Young Lab ~ Available Projects

Project 1 - Factors influencing the migration of neural crest cells along the gut

During the development of the enteric nervous system (ENS), neural precursors must first migrate into and colonize the entire gastrointestinal tract (gut). Enteric neurons and glial cells arise from two different sources, vagal and sacral level neural crest cells. Vagal neural crest cells colonize the entire gut, whereas sacral cells colonise only the distal hindgut.

Cells derived from the vagal level neural crest first enter the foregut of embryonic mice around E9.5 and migrate caudally along the gut. Sacral level neural crest cells emigrate from the neural tube and coalesce into the ganglia of the pelvic plexus, adjacent to the distal hindgut.

After a delay of at least 4 days, sacral neural crest cells enter the distal hindgut. However, the time at which they enter the hindgut and their migratory route is still unknown. The delayed entry of sacral neural crest cells into the distal hindgut could be due to the transient expression of repulsive molecules in the distal hindgut, or to an early absence of attractive molecules (or their receptors on the sacral neural crest cells).

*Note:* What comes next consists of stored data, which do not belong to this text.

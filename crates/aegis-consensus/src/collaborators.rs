// EXTERNAL COLLABORATORS
// Narrow interfaces to transport, cryptography, the node roster and state transfer.
//
// The consensus core never opens sockets or touches key material directly;
// everything crosses one of these traits.

use crate::types::{Digest, NodeId, Signature};
use log::info;

/// Message transport. Sends are fire-and-forget; delivery is eventual at best.
pub trait Transport: Send + Sync {
    fn send(&self, to: &NodeId, bytes: Vec<u8>);

    /// Deliver to every known node except the local one.
    fn broadcast(&self, bytes: Vec<u8>);
}

/// Signing, verification and hashing.
pub trait Crypto: Send + Sync {
    /// Sign with the local node's key.
    fn sign(&self, payload: &[u8]) -> Signature;

    fn verify(&self, node: &NodeId, payload: &[u8], signature: &[u8]) -> bool;

    fn digest(&self, payload: &[u8]) -> Digest;

    /// Opaque public key reference, if the implementation exposes one.
    fn public_key(&self, _node: &NodeId) -> Option<Vec<u8>> {
        None
    }
}

/// Source of the canonical node ordering used for leader selection.
pub trait NodeRoster: Send + Sync {
    /// Ordered list of node ids. Every honest node must see the same order.
    fn known_nodes(&self) -> Vec<NodeId>;
}

/// Hook used when this node falls behind and must fetch committed decisions.
///
/// Implementations fetch the range from peers and hand verified decisions
/// back through `ConsensusEngine::install_decisions`.
pub trait StateTransfer: Send + Sync {
    fn request_range(&self, from_sequence: u64, to_sequence: u64);
}

/// Fixed roster, sorted and de-duplicated.
#[derive(Debug, Clone)]
pub struct StaticRoster {
    nodes: Vec<NodeId>,
}

impl StaticRoster {
    pub fn new<I, S>(nodes: I) -> Self
    where
        I: IntoIterator<Item = S>,
        S: Into<NodeId>,
    {
        let mut nodes: Vec<NodeId> = nodes.into_iter().map(Into::into).collect();
        nodes.sort();
        nodes.dedup();
        StaticRoster { nodes }
    }

    pub fn len(&self) -> usize {
        self.nodes.len()
    }

    pub fn is_empty(&self) -> bool {
        self.nodes.is_empty()
    }
}

impl NodeRoster for StaticRoster {
    fn known_nodes(&self) -> Vec<NodeId> {
        self.nodes.clone()
    }
}

/// State transfer stand-in that only records the request in the log.
#[derive(Debug, Default, Clone, Copy)]
pub struct LoggingStateTransfer;

impl StateTransfer for LoggingStateTransfer {
    fn request_range(&self, from_sequence: u64, to_sequence: u64) {
        info!(
            "State transfer requested for sequences [{}, {}] (no provider configured)",
            from_sequence, to_sequence
        );
    }
}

Our laboratory has devised in vitro methods for assaying the migration of neural crest cells along explants of embryonic mouse gut by using mice in which enteric neural crest cells express GFP or lacZ (Fig. 1).

We also have methods to examine whether particular molecules are inhibitory or repulsive by growing transverse slices of gut on collagen gels (Fig. 2).

Possible projects to be undertaken to investigate the molecular control of enteric neural crest cell migration include:

1. Determine the expression of known guidance molecules within the developing hindgut (including members of the semaphorin family and some cell adhesion molecules), and whether these molecules influence neural crest migration by using in vitro assays.
2. We have shown previously that neural crest cells migrate alongside growing axons as they migrate down the gut. Some molecules that influence neural activity have been shown to influence neural migration or axon extension in other parts of the nervous system. You could examine the effect of TTX (which blocks action potentials) nitric oxide synthase inhibitors and N-type calcium channel blockers on neural crest cell migration and differentiation through explants of gut.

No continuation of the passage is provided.